(Collected data entries)
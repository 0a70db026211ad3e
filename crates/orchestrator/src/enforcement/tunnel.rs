#![forbid(unsafe_code)]

use crate::error::Error;
use crate::firewall::PackageSet;
use std::io;
use std::sync::Arc;

#[derive(Debug, Clone, PartialEq, Eq)]
pub enum RouteMode {
    /// Every app's traffic enters the sink except these.
    AllExcept(PackageSet),
    /// Only these apps' traffic enters the sink.
    Only(PackageSet),
}

#[derive(Debug, Clone, PartialEq, Eq)]
pub struct TunnelConfig {
    pub session_name: String,
    /// Interface addresses in CIDR notation.
    pub addresses: Vec<String>,
    /// Default routes in CIDR notation.
    pub routes: Vec<String>,
    pub mode: RouteMode,
}

/// The platform facility that captures per-app traffic.
pub trait Tunnel: Send + Sync {
    fn establish(&self, config: &TunnelConfig) -> Result<Arc<dyn TunnelHandle>, Error>;
}

/// An established interface. Reads block for at most a short while.
pub trait TunnelHandle: Send + Sync {
    /// Read one packet. `Ok(0)` means nothing was pending; an error ends the session.
    fn read(&self, buf: &mut [u8]) -> io::Result<usize>;

    fn close(&self);
}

**Your task**
Report, from the entries above, each line where "TunnelConfig" is found.

**Exercise solution**
pub struct TunnelConfig {
    fn establish(&self, config: &TunnelConfig) -> Result<Arc<dyn TunnelHandle>, Error>;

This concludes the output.